What is the term ‘Loan’?

The term 'Loan' is not defined anywhere in the Companies Act, 2013. A loan as defined by the Oxford English Dictionary is ” a thing lent; something the use of which is allowed for a time, on the understanding that it shall be returned or an equivalent given, a sum of money lent on these conditions and usually with interest.

The rationale behind the substitution of Section 185

Section 185 was substituted with the new provision through the Amendment Act, 2017. The Amendment Act was based on the suggestions of the Companies Law Committee, which was constituted by the Ministry of Corporate Affairs (MCA).  In its report dated 1st February 2016, with the aim to strengthen corporate governance and ease doing business in the country recommendations for the amendment along with the reasons, were clearly reported.

Provisions as per the Companies Amendment Act, 2017

Section 185 of the Amendment Act is divided into four parts:
S. 185 (1) states that a Company whether it is Private or Public shall not directly or indirectly, advance any loan which includes loan represented by a Book debt or provide any security or give any guarantee in connection with any loan taken by:
Any director of its holding company; or
Any director of the company; or
Any partner of any such director; or
Any relative of any such director;
Any firm in which any such director is a partner; or
Any firm in which the relative of any such director is a partner.
Here, it is pertinent to note that the term “any Such”  mean in reference to the director of the lending company and/ or in relation to the director of its holding company.
This subsection strictly prohibits providing Loan or Security or Guarantee to the aforesaid Individuals and firms.
S.185 (2) talks about a situation in which a Company can advance any loan which will include Book debt or provide any security or give any guarantee in connection with any loan taken by:
any private company of which any such director is a director or member;
anybody corporate at a general meeting of which not less than 25% of the total voting power may be exercised or controlled by
any such director, or
by two or more such directors, together; or
any body corporate, the Board of directors, managing director or manager, whereof is accustomed to act in accordance with the directions or instructions of the
Board; or
any director or directors, of the lending company.
However, the above provisions are subject to certain conditions, which are:
Special resolution- passed by the Company in general meeting; and
Loans- utilized by the borrowing company for its principal business activities.
Subsection 2 earlier prohibited companies to provide loan/ security/ guarantee to other Companies/body corporates, but now it is relaxed, subject to certain conditions.
As per Section 185 (3), the following entities and individuals are exempted from complying with subsection 1 & 2 again, which are subject to certain conditions:
giving of any loan to a managing or whole-time director –
as a part of the conditions of service extended by the company to all its employees; or
pursuant to any scheme approved by way of a special resolution;
A company which in the ordinary course of its business provides loans or securities or gives guarantees for the due repayment of any loan.
E.g.
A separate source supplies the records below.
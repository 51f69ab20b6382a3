//! Flat cosine-similarity index over corpus embeddings.
//!
//! [`VectorIndex`] is an immutable snapshot built once from a
//! [`CorpusStore`]; [`IndexHandle`] holds the active snapshot and swaps in a
//! replacement atomically on rebuild. Readers clone an `Arc` and never block
//! each other; at most one rebuild runs at a time, and a failed rebuild
//! leaves the previous snapshot active.

pub mod error;


pub use error::IndexError;

use std::sync::Arc;

use parking_lot::RwLock;
use tokio::sync::Mutex;
use tracing::{debug, info};

use crate::corpus::{CorpusRecord, CorpusStore};
use crate::embedding::{Embedder, l2_normalize};

/// A corpus record returned from a nearest-neighbor query.
#[derive(Debug, Clone)]
pub struct IndexHit {
    /// The matched record.
    pub record: CorpusRecord,
    /// Cosine similarity normalized into `[0, 1]`.
    pub score: f32,
}

/// Immutable exhaustive cosine index over corpus statements.
#[derive(Debug)]
pub struct VectorIndex {
    embedding_dim: usize,
    records: Vec<CorpusRecord>,
    embeddings: Vec<Vec<f32>>,
}

impl VectorIndex {
    /// Builds an index by embedding every statement in `store`.
    pub async fn build(
        store: &CorpusStore,
        embedder: &dyn Embedder,
    ) -> Result<Self, IndexError> {
        let statements: Vec<String> = store
            .records()
            .iter()
            .map(|r| r.statement.clone())
            .collect();

        let mut embeddings = embedder.embed_batch(&statements).await?;
        let embedding_dim = embedder.embedding_dim();

        for embedding in &mut embeddings {
            if embedding.len() != embedding_dim {
                return Err(IndexError::DimensionMismatch {
                    expected: embedding_dim,
                    actual: embedding.len(),
                });
            }
            l2_normalize(embedding);
        }

        info!(
            records = statements.len(),
            embedding_dim, "Vector index built"
        );

        Ok(Self {
            embedding_dim,
            records: store.records().to_vec(),
            embeddings,
        })
    }

    /// Creates an empty index of the given dimension.
    pub fn empty(embedding_dim: usize) -> Self {
        Self {
            embedding_dim,
            records: Vec::new(),
            embeddings: Vec::new(),
        }
    }

    /// Returns the `k` nearest records to `query` by cosine similarity.
    ///
    /// Scores are mapped from `[-1, 1]` into `[0, 1]`.
    pub fn search(&self, query: &[f32], k: usize) -> Result<Vec<IndexHit>, IndexError> {
        if query.len() != self.embedding_dim {
            return Err(IndexError::DimensionMismatch {
                expected: self.embedding_dim,
                actual: query.len(),
            });
        }

        let mut normalized = query.to_vec();
        l2_normalize(&mut normalized);

        let mut hits: Vec<IndexHit> = self
            .records
            .iter()
            .zip(&self.embeddings)
            .map(|(record, embedding)| {
                let dot: f32 = normalized
                    .iter()
                    .zip(embedding.iter())
                    .map(|(a, b)| a * b)
                    .sum();
                IndexHit {
                    record: record.clone(),
                    score: ((dot + 1.0) / 2.0).clamp(0.0, 1.0),
                }
            })
            .collect();

        hits.sort_by(|a, b| b.score.total_cmp(&a.score));
        hits.truncate(k);

        debug!(k, returned = hits.len(), "Index query served");
        Ok(hits)
    }

    /// Returns the embedding dimension.
    pub fn embedding_dim(&self) -> usize {
        self.embedding_dim
    }

    /// Returns the number of indexed records.
    pub fn len(&self) -> usize {
        self.records.len()
    }

    /// Returns `true` if nothing is indexed.
    pub fn is_empty(&self) -> bool {
        self.records.is_empty()
    }
}

/// Shared handle over the active [`VectorIndex`] snapshot.
///
/// Reads take a cheap `Arc` clone; a query in flight keeps using the snapshot
/// it started with even if a rebuild swaps the active index underneath it.
#[derive(Debug)]
pub struct IndexHandle {
    active: RwLock<Arc<VectorIndex>>,
    rebuild_lock: Mutex<()>,
}

impl IndexHandle {
    /// Wraps an already-built index.
    pub fn new(index: VectorIndex) -> Self {
        Self {
            active: RwLock::new(Arc::new(index)),
            rebuild_lock: Mutex::new(()),
        }
    }

    /// Builds the initial index from `store` and wraps it.
    pub async fn build(
        store: &CorpusStore,
        embedder: &dyn Embedder,
    ) -> Result<Self, IndexError> {
        Ok(Self::new(VectorIndex::build(store, embedder).await?))
    }

    /// Returns the current snapshot.
    pub fn snapshot(&self) -> Arc<VectorIndex> {
        self.active.read().clone()
    }

    /// Rebuilds from `store` and atomically swaps the active snapshot.
    ///
    /// At most one rebuild runs at a time; concurrent callers queue. On error
    /// the previous snapshot stays active. Returns the new record count.
    pub async fn rebuild(
        &self,
        store: &CorpusStore,
        embedder: &dyn Embedder,
    ) -> Result<usize, IndexError> {
        let _guard = self.rebuild_lock.lock().await;

        let next = VectorIndex::build(store, embedder).await?;
        let count = next.len();

        *self.active.write() = Arc::new(next);
        info!(records = count, "Vector index swapped");
        Ok(count)
    }
}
Banking Companies and Loan NBFCs.
In respect of such loans, interest shall be charged at a rate not less than the rate of prevailing yield of 1 year, 3 years, 5 years or 10 years Government security closest to the tenor of the loan;
any loan made by a holding company to its wholly-owned subsidiary company or security or any guarantee given provided by a holding company in respect of any loan made to its wholly-owned subsidiary company, in case of WOS there is complete relaxation from S. 185:
any security provided or guarantee given by a holding company in respect of a loan made by any bank or financial institution to its subsidiary company. Unlike class ‘C’ which includes WOS only securities and guarantee provided for a loan made by any bank or financial institution are allowed for a subsidiary company.
Provided that the loans made under clauses (c) and (d) are utilized by the subsidiary company for its principal business activities.
In order to ensure that the companies or the body corporates do not take advantage of the relief, the provision ensure that there is no siphoning of funds received by the companies, as the amount received under this section should be utilized by the borrower for its principal business activities and not for further investment or grant of loan.
‘Principal business activity’ has not been defined under the Act, but it generally includes all those activities which are provided as the main objects of the MOA.
Section185 (4) is a penalty provision. It states that where any loan advanced or a guarantee or security given or provided or utilized in contravention of this provision.
Lending Company: In the case of the lending company, any contravention is punishable with fine which shall not be less than Rs. 5 lakh but which may extend to Rs. 25 lakh.
Officer in default: In case of Officer in default, any contravention is punishable with imprisonment for a term which may extend to 6 months or with fine which shall not be less than Rs. 5 lakh but which may extend to Rs. 25 lakh.
Recipient Director/ Entity: In case of Recipient Director/ Entity any contravention is punishable with imprisonment which may extend to 6 months or with fine which shall not be less than Rs. 5 lakh but which may extend to Rs. 25 lakh, or with both.

Conclusion

The amended Section 185 of the Companies Act is somewhat a middle way between section 185 of the 2013 Act and section 295 of the earlier 1956 Act. The amendment mandates a final approval from the shareholders and also makes it compulsory to disclose all the related documents to them, before sanctioning the loan. The amendment is beneficial to the private sector as it is less restrictive than the previous norms. The current section 185 is legislated
according to the guidelines of the Companies Law Committee and is in accordance with the rules of ease of doing business in India.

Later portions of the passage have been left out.